The day the Intifada Came to City Hall

Imagine this.
It starts like any other inauguration day in New York—flags flapping, cameras clicking, crowds gathering. But the moment Zohran Mamdani steps up to the podium as mayor, something shifts. Not in the weather or in the air but in the soul of the city.
“The city belongs to the people,” he declares. “And the people stand with Palestine.”
There were no stones or firebombs preceding his victory—just “freedom riots,” “resistance,” and thunderous applause.
We warned people, yet we were dismissed.
Too many convinced themselves that slogans like “globalize the intifada” were harmless, youthful hyperbole. That refusing to sign Holocaust remembrance resolutions was just a bureaucratic oversight. That declining to acknowledge Israel as a Jewish state was nuance, not erasure.

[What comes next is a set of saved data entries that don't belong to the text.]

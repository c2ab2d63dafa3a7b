use std::sync::Arc;
use std::time::Duration;

use tracing::instrument;

use stockrelay_core::MessageId;
use stockrelay_events::{Broker, BrokerError, EnvelopeError, EventEnvelope, IntegrationEvent};

use super::policy::{DeliveryError, DeliveryPolicy};

/// Why a publish did not go through. Every variant reaches the caller.
#[derive(Debug, Clone, PartialEq, Eq, thiserror::Error)]
pub enum PublishError {
    /// Broker judged unhealthy; nothing was sent.
    #[error("broker temporarily unavailable (retry after {retry_after:?})")]
    CircuitOpen { retry_after: Duration },

    /// The broker did not confirm in time; the message may or may not be queued.
    #[error("publish timed out after {0:?}")]
    Timeout(Duration),

    #[error(transparent)]
    Broker(#[from] BrokerError),

    #[error(transparent)]
    Encode(#[from] EnvelopeError),
}

/// Outcome class for a request/response boundary.
#[derive(Debug, Clone, Copy, PartialEq, Eq, Hash)]
pub enum BoundaryStatus {
    ServiceUnavailable,
    GatewayTimeout,
    InternalError,
}

impl BoundaryStatus {
    pub fn http_status(&self) -> u16 {
        match self {
            BoundaryStatus::ServiceUnavailable => 503,
            BoundaryStatus::GatewayTimeout => 504,
            BoundaryStatus::InternalError => 500,
        }
    }
}

impl PublishError {
    pub fn boundary_status(&self) -> BoundaryStatus {
        match self {
            PublishError::CircuitOpen { .. } => BoundaryStatus::ServiceUnavailable,
            PublishError::Timeout(_) => BoundaryStatus::GatewayTimeout,
            PublishError::Broker(_) | PublishError::Encode(_) => BoundaryStatus::InternalError,
        }
    }
}

impl From<DeliveryError<BrokerError>> for PublishError {
    fn from(err: DeliveryError<BrokerError>) -> Self {
        match err {
            DeliveryError::CircuitOpen { retry_after } => PublishError::CircuitOpen { retry_after },
            DeliveryError::Timeout(budget) => PublishError::Timeout(budget),
            DeliveryError::Failed(e) => PublishError::Broker(e),
        }
    }
}

/// Publishes envelopes to one exchange through a [`DeliveryPolicy`].
///
/// `Ok` means the broker accepted the message. Delivery to consumers is not
/// confirmed (at-least-once from the producer's side).
#[derive(Debug, Clone)]
pub struct EventPublisher<B> {
    broker: B,
    exchange: String,
    policy: Arc<DeliveryPolicy>,
}

impl<B: Broker> EventPublisher<B> {
    pub fn new(broker: B, exchange: impl Into<String>, policy: Arc<DeliveryPolicy>) -> Self {
        Self {
            broker,
            exchange: exchange.into(),
            policy,
        }
    }

    pub fn exchange(&self) -> &str {
        &self.exchange
    }

    pub fn policy(&self) -> &Arc<DeliveryPolicy> {
        &self.policy
    }

    pub async fn publish(&self, envelope: &EventEnvelope) -> Result<(), PublishError> {
        self.publish_within(envelope, self.policy.config().timeout_budget)
            .await
    }

    /// Publish with a caller deadline; the policy budget still caps it.
    #[instrument(
        skip(self, envelope),
        fields(
            exchange = %self.exchange,
            event_type = %envelope.event_type(),
            routing_key = %envelope.routing_key(),
            message_id = %envelope.message_id()
        ),
        err
    )]
    pub async fn publish_within(
        &self,
        envelope: &EventEnvelope,
        deadline: Duration,
    ) -> Result<(), PublishError> {
        self.policy
            .execute_within(deadline, || self.broker.publish(&self.exchange, envelope))
            .await
            .map_err(PublishError::from)
    }

    /// Wrap a typed event in a fresh envelope and publish it.
    pub async fn publish_event<E: IntegrationEvent>(&self, event: &E) -> Result<MessageId, PublishError> {
        let envelope = EventEnvelope::from_event(event)?;
        self.publish(&envelope).await?;
        Ok(envelope.message_id())
    }
}
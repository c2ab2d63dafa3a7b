//! Scripted collaborators for tests: a broker whose publish can fail or hang,
//! an audit log that fails on demand, and handlers that fail a set number of
//! times or record how many messages they see at once.

use std::sync::atomic::{AtomicUsize, Ordering};
use std::sync::{Arc, Mutex};
use std::time::Duration;

use async_trait::async_trait;

use stockrelay_core::MessageId;
use stockrelay_events::{
    Broker, BrokerError, Delivery, EventEnvelope, EventHandler, HandlerError, InMemoryBroker,
    QueueBinding,
};

use crate::audit::{
    AuditEntryId, AuditError, AuditLog, AuditLogEntry, AuditOutcome, AuditQuery, AuditRecord,
    InMemoryAuditLog,
};

#[derive(Debug, Clone, Copy, PartialEq, Eq)]
pub enum PublishMode {
    Healthy,
    Failing,
    Hanging,
}

/// `InMemoryBroker` with a switchable publish path.
#[derive(Debug, Clone)]
pub struct ScriptedBroker {
    inner: InMemoryBroker,
    mode: Arc<Mutex<PublishMode>>,
    publish_calls: Arc<AtomicUsize>,
}

impl ScriptedBroker {
    pub fn new(inner: InMemoryBroker) -> Self {
        Self {
            inner,
            mode: Arc::new(Mutex::new(PublishMode::Healthy)),
            publish_calls: Arc::new(AtomicUsize::new(0)),
        }
    }

    pub fn set_mode(&self, mode: PublishMode) {
        *self.mode.lock().unwrap() = mode;
    }

    pub fn publish_calls(&self) -> usize {
        self.publish_calls.load(Ordering::SeqCst)
    }
}

#[async_trait]
impl Broker for ScriptedBroker {
    async fn declare_exchange(&self, exchange: &str) -> Result<(), BrokerError> {
        self.inner.declare_exchange(exchange).await
    }

    async fn bind_queue(&self, binding: &QueueBinding) -> Result<(), BrokerError> {
        self.inner.bind_queue(binding).await
    }

    async fn publish(&self, exchange: &str, envelope: &EventEnvelope) -> Result<(), BrokerError> {
        self.publish_calls.fetch_add(1, Ordering::SeqCst);
        let mode = *self.mode.lock().unwrap();
        match mode {
            PublishMode::Healthy => self.inner.publish(exchange, envelope).await,
            PublishMode::Failing => Err(BrokerError::Connection("connection refused".to_string())),
            PublishMode::Hanging => std::future::pending().await,
        }
    }

    async fn receive(&self, queue: &str) -> Result<Option<Delivery>, BrokerError> {
        self.inner.receive(queue).await
    }

    async fn ack(&self, delivery: &Delivery) -> Result<(), BrokerError> {
        self.inner.ack(delivery).await
    }

    async fn redeliver(&self, delivery: Delivery, delay: Duration) -> Result<(), BrokerError> {
        self.inner.redeliver(delivery, delay).await
    }
}

/// Audit log whose next `n` appends fail with a storage error.
#[derive(Debug, Default)]
pub struct FlakyAuditLog {
    inner: InMemoryAuditLog,
    fail_next: AtomicUsize,
}

impl FlakyAuditLog {
    pub fn failing_next(n: usize) -> Self {
        Self {
            inner: InMemoryAuditLog::new(),
            fail_next: AtomicUsize::new(n),
        }
    }

    /// Make the next `n` appends fail, from now on.
    pub fn fail_next(&self, n: usize) {
        self.fail_next.store(n, Ordering::SeqCst);
    }

    pub fn inner(&self) -> &InMemoryAuditLog {
        &self.inner
    }
}

#[async_trait]
impl AuditLog for FlakyAuditLog {
    async fn append(&self, record: AuditRecord) -> Result<AuditEntryId, AuditError> {
        let failing = self
            .fail_next
            .fetch_update(Ordering::SeqCst, Ordering::SeqCst, |n| n.checked_sub(1))
            .is_ok();
        if failing {
            return Err(AuditError::Storage("connection reset".to_string()));
        }
        self.inner.append(record).await
    }

    async fn query(&self, query: &AuditQuery) -> Result<Vec<AuditLogEntry>, AuditError> {
        self.inner.query(query).await
    }

    async fn count(&self, outcome: AuditOutcome) -> Result<u64, AuditError> {
        self.inner.count(outcome).await
    }

    async fn entries_for_message(
        &self,
        message_id: MessageId,
    ) -> Result<Vec<AuditLogEntry>, AuditError> {
        self.inner.entries_for_message(message_id).await
    }
}

/// Fails its first `failures` calls with a transient error, then succeeds.
#[derive(Debug)]
pub struct ScriptedHandler {
    failures: usize,
    calls: AtomicUsize,
}

impl ScriptedHandler {
    pub fn failing_first(failures: usize) -> Self {
        Self {
            failures,
            calls: AtomicUsize::new(0),
        }
    }

    pub fn calls(&self) -> usize {
        self.calls.load(Ordering::SeqCst)
    }
}

#[async_trait]
impl EventHandler for ScriptedHandler {
    async fn handle(&self, _envelope: &EventEnvelope) -> Result<(), HandlerError> {
        let call = self.calls.fetch_add(1, Ordering::SeqCst);
        if call < self.failures {
            Err(HandlerError::transient("scripted failure"))
        } else {
            Ok(())
        }
    }
}

/// Sleeps for `delay` per message, recording the product ids it sees (in start
/// order) and the highest number of concurrent calls.
#[derive(Debug, Default)]
pub struct TrackingHandler {
    delay: Duration,
    in_flight: AtomicUsize,
    peak: AtomicUsize,
    seen: Mutex<Vec<u64>>,
}

impl TrackingHandler {
    pub fn with_delay(delay: Duration) -> Self {
        Self {
            delay,
            ..Self::default()
        }
    }

    pub fn peak(&self) -> usize {
        self.peak.load(Ordering::SeqCst)
    }

    pub fn seen(&self) -> Vec<u64> {
        self.seen.lock().unwrap().clone()
    }
}

#[async_trait]
impl EventHandler for TrackingHandler {
    async fn handle(&self, envelope: &EventEnvelope) -> Result<(), HandlerError> {
        let now = self.in_flight.fetch_add(1, Ordering::SeqCst) + 1;
        self.peak.fetch_max(now, Ordering::SeqCst);
        if let Some(id) = envelope.payload()["id"].as_u64() {
            self.seen.lock().unwrap().push(id);
        }

        tokio::time::sleep(self.delay).await;

        self.in_flight.fetch_sub(1, Ordering::SeqCst);
        Ok(())
    }
}
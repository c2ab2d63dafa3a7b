//! Product integration contracts published by the inventory service.

pub mod product;

pub use product::{
    EXCHANGE, ProductCreated, ProductDeleted, ProductEvent, ProductId, ProductUpdated, event_types,
    routing_keys,
};
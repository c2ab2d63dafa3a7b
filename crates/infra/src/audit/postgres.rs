//! Postgres-backed audit log.
//!
//! ## Error Mapping
//!
//! | SQLx Error | PostgreSQL Error Code | AuditError |
//! |------------|----------------------|------------|
//! | Database (check constraint violation) | `23514` | `Rejected` |
//! | Database (not null violation) | `23502` | `Rejected` |
//! | Database (other) | Any other | `Storage` |
//! | PoolClosed / Io / other | N/A | `Storage` |

use std::sync::Arc;

use async_trait::async_trait;
use chrono::{DateTime, Utc};
use serde_json::Value as JsonValue;
use sqlx::postgres::{PgPoolOptions, PgRow};
use sqlx::{PgPool, Postgres, QueryBuilder, Row};
use tracing::instrument;
use uuid::Uuid;

use stockrelay_core::MessageId;

use super::{AuditEntryId, AuditError, AuditLog, AuditLogEntry, AuditOutcome, AuditQuery, AuditRecord};

const CREATE_TABLE: &str = r#"
CREATE TABLE IF NOT EXISTS event_audit_log (
    id            BIGSERIAL PRIMARY KEY,
    message_id    UUID        NOT NULL,
    event_type    TEXT        NOT NULL,
    routing_key   TEXT        NOT NULL,
    source_queue  TEXT        NOT NULL,
    payload       JSONB       NOT NULL,
    attempts      INTEGER     NOT NULL CHECK (attempts >= 0),
    received_at   TIMESTAMPTZ NOT NULL,
    outcome       TEXT        NOT NULL CHECK (outcome IN ('processed', 'dead_lettered')),
    error_detail  TEXT,
    recorded_at   TIMESTAMPTZ NOT NULL DEFAULT NOW()
)
"#;

const CREATE_MESSAGE_INDEX: &str =
    "CREATE INDEX IF NOT EXISTS event_audit_log_message_id_idx ON event_audit_log (message_id)";

const CREATE_OUTCOME_INDEX: &str =
    "CREATE INDEX IF NOT EXISTS event_audit_log_outcome_idx ON event_audit_log (outcome, id)";

const SELECT_COLUMNS: &str = "SELECT id, message_id, event_type, routing_key, source_queue, payload, \
     attempts, received_at, outcome, error_detail FROM event_audit_log";

/// Append-only audit log in table `event_audit_log`.
///
/// Only INSERT and SELECT are issued; rows are never updated or deleted.
#[derive(Debug, Clone)]
pub struct PostgresAuditLog {
    pool: Arc<PgPool>,
}

impl PostgresAuditLog {
    pub fn new(pool: PgPool) -> Self {
        Self {
            pool: Arc::new(pool),
        }
    }

    /// Open a small pool against `database_url`.
    pub async fn connect(database_url: &str) -> Result<Self, AuditError> {
        let pool = PgPoolOptions::new()
            .max_connections(5)
            .connect(database_url)
            .await
            .map_err(|e| map_sqlx_error("connect", e))?;
        Ok(Self::new(pool))
    }

    /// Create the table and indexes if they are missing (idempotent).
    #[instrument(skip(self), err)]
    pub async fn ensure_schema(&self) -> Result<(), AuditError> {
        for statement in [CREATE_TABLE, CREATE_MESSAGE_INDEX, CREATE_OUTCOME_INDEX] {
            sqlx::query(statement)
                .execute(&*self.pool)
                .await
                .map_err(|e| map_sqlx_error("ensure_schema", e))?;
        }
        Ok(())
    }
}

#[async_trait]
impl AuditLog for PostgresAuditLog {
    #[instrument(
        skip(self, record),
        fields(
            message_id = %record.message_id,
            event_type = %record.event_type,
            outcome = %record.outcome
        ),
        err
    )]
    async fn append(&self, record: AuditRecord) -> Result<AuditEntryId, AuditError> {
        let attempts = i32::try_from(record.attempts)
            .map_err(|_| AuditError::Rejected(format!("attempts out of range: {}", record.attempts)))?;

        let row = sqlx::query(
            r#"
            INSERT INTO event_audit_log (
                message_id,
                event_type,
                routing_key,
                source_queue,
                payload,
                attempts,
                received_at,
                outcome,
                error_detail
            )
            VALUES ($1, $2, $3, $4, $5, $6, $7, $8, $9)
            RETURNING id
            "#,
        )
        .bind(record.message_id.as_uuid())
        .bind(&record.event_type)
        .bind(&record.routing_key)
        .bind(&record.source_queue)
        .bind(&record.payload)
        .bind(attempts)
        .bind(record.received_at)
        .bind(record.outcome.as_str())
        .bind(&record.error_detail)
        .fetch_one(&*self.pool)
        .await
        .map_err(|e| map_sqlx_error("append", e))?;

        let id: i64 = row
            .try_get("id")
            .map_err(|e| AuditError::Corrupt(format!("missing returned id: {e}")))?;
        Ok(AuditEntryId(id))
    }

    #[instrument(skip(self), err)]
    async fn query(&self, query: &AuditQuery) -> Result<Vec<AuditLogEntry>, AuditError> {
        let mut builder = QueryBuilder::<Postgres>::new(SELECT_COLUMNS);
        builder.push(" WHERE TRUE");
        if let Some(outcome) = query.outcome {
            builder.push(" AND outcome = ").push_bind(outcome.as_str());
        }
        if let Some(event_type) = &query.event_type {
            builder.push(" AND event_type = ").push_bind(event_type.clone());
        }
        if let Some(message_id) = query.message_id {
            builder
                .push(" AND message_id = ")
                .push_bind(*message_id.as_uuid());
        }
        builder
            .push(" ORDER BY id ASC LIMIT ")
            .push_bind(i64::try_from(query.limit).unwrap_or(i64::MAX));

        let rows = builder
            .build()
            .fetch_all(&*self.pool)
            .await
            .map_err(|e| map_sqlx_error("query", e))?;

        rows.iter().map(entry_from_row).collect()
    }

    #[instrument(skip(self), err)]
    async fn count(&self, outcome: AuditOutcome) -> Result<u64, AuditError> {
        let row = sqlx::query("SELECT COUNT(*) AS n FROM event_audit_log WHERE outcome = $1")
            .bind(outcome.as_str())
            .fetch_one(&*self.pool)
            .await
            .map_err(|e| map_sqlx_error("count", e))?;

        let n: i64 = row
            .try_get("n")
            .map_err(|e| AuditError::Corrupt(format!("count column: {e}")))?;
        Ok(n.max(0) as u64)
    }
}

fn entry_from_row(row: &PgRow) -> Result<AuditLogEntry, AuditError> {
    let corrupt = |e: sqlx::Error| AuditError::Corrupt(e.to_string());

    let id: i64 = row.try_get("id").map_err(corrupt)?;
    let message_id: Uuid = row.try_get("message_id").map_err(corrupt)?;
    let attempts: i32 = row.try_get("attempts").map_err(corrupt)?;
    let outcome: String = row.try_get("outcome").map_err(corrupt)?;
    let payload: JsonValue = row.try_get("payload").map_err(corrupt)?;
    let received_at: DateTime<Utc> = row.try_get("received_at").map_err(corrupt)?;

    Ok(AuditLogEntry {
        id: AuditEntryId(id),
        record: AuditRecord {
            message_id: MessageId::from_uuid(message_id),
            event_type: row.try_get("event_type").map_err(corrupt)?,
            routing_key: row.try_get("routing_key").map_err(corrupt)?,
            source_queue: row.try_get("source_queue").map_err(corrupt)?,
            payload,
            attempts: u32::try_from(attempts)
                .map_err(|_| AuditError::Corrupt(format!("negative attempts: {attempts}")))?,
            received_at,
            outcome: outcome.parse()?,
            error_detail: row.try_get("error_detail").map_err(corrupt)?,
        },
    })
}

fn map_sqlx_error(operation: &str, err: sqlx::Error) -> AuditError {
    match err {
        sqlx::Error::Database(db_err) => {
            let msg = format!("database error in {}: {}", operation, db_err.message());
            match db_err.code().as_deref() {
                Some("23514") | Some("23502") => AuditError::Rejected(msg),
                _ => AuditError::Storage(msg),
            }
        }
        sqlx::Error::PoolClosed => {
            AuditError::Storage(format!("connection pool closed in {}", operation))
        }
        _ => AuditError::Storage(format!("sqlx error in {}: {}", operation, err)),
    }
}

Or maybe it’s that Mamdani had mastered the art of repackaging hostility toward Jews as liberation.
And now, here we are. New York’s first mayor whose resume includes leadership in Students for Justice in Palestine—a group notorious for chanting genocidal slogans and harassing Jewish students on campuses across the country. A man who defends the phrase “globalize the intifada,” which Jews associate not with justice but with suicide bombings, stabbings, and mass murder.
Even after the U.S. Holocaust Memorial Museum linked that phrase to a violent uprising that targeted Israeli civilians in homes, buses, and streets, Mamdani didn’t retract the statement.
He doubled down—comparing the intifada to the Warsaw Ghetto Uprising. In other words, equating Jewish resistance to extermination with terrorism against Jews.
Sounds like fiction, doesn’t it? Unfortunately, it’s where we’ve landed.
The company he keeps makes this all the more evident. Linda Sarsour, one of his closest allies, has built her career on mainstreaming antisemitism. She calls Zionism “creepy,” tells Jews they can’t be feminists unless they denounce Israel, and shrugs off Jewish pain when it doesn’t serve her politics. Mamdani chose to stand with her and to elevate her voice.
This is what happens when hatred hides in the language of justice. When antisemitism is rebranded as activism. And when the normalization of dehumanization walks into the mayor’s office with progressive credentials, and a keffiyeh that signals which lives matter most.
Mamdani didn’t need to storm the gates, why should he when we opened them.
We let our discomfort with confrontation, our fatigue with “identity politics,” and our addiction to performative allyship blind us to a very old pattern:
That when Jews are targeted with euphemisms, violence always follows.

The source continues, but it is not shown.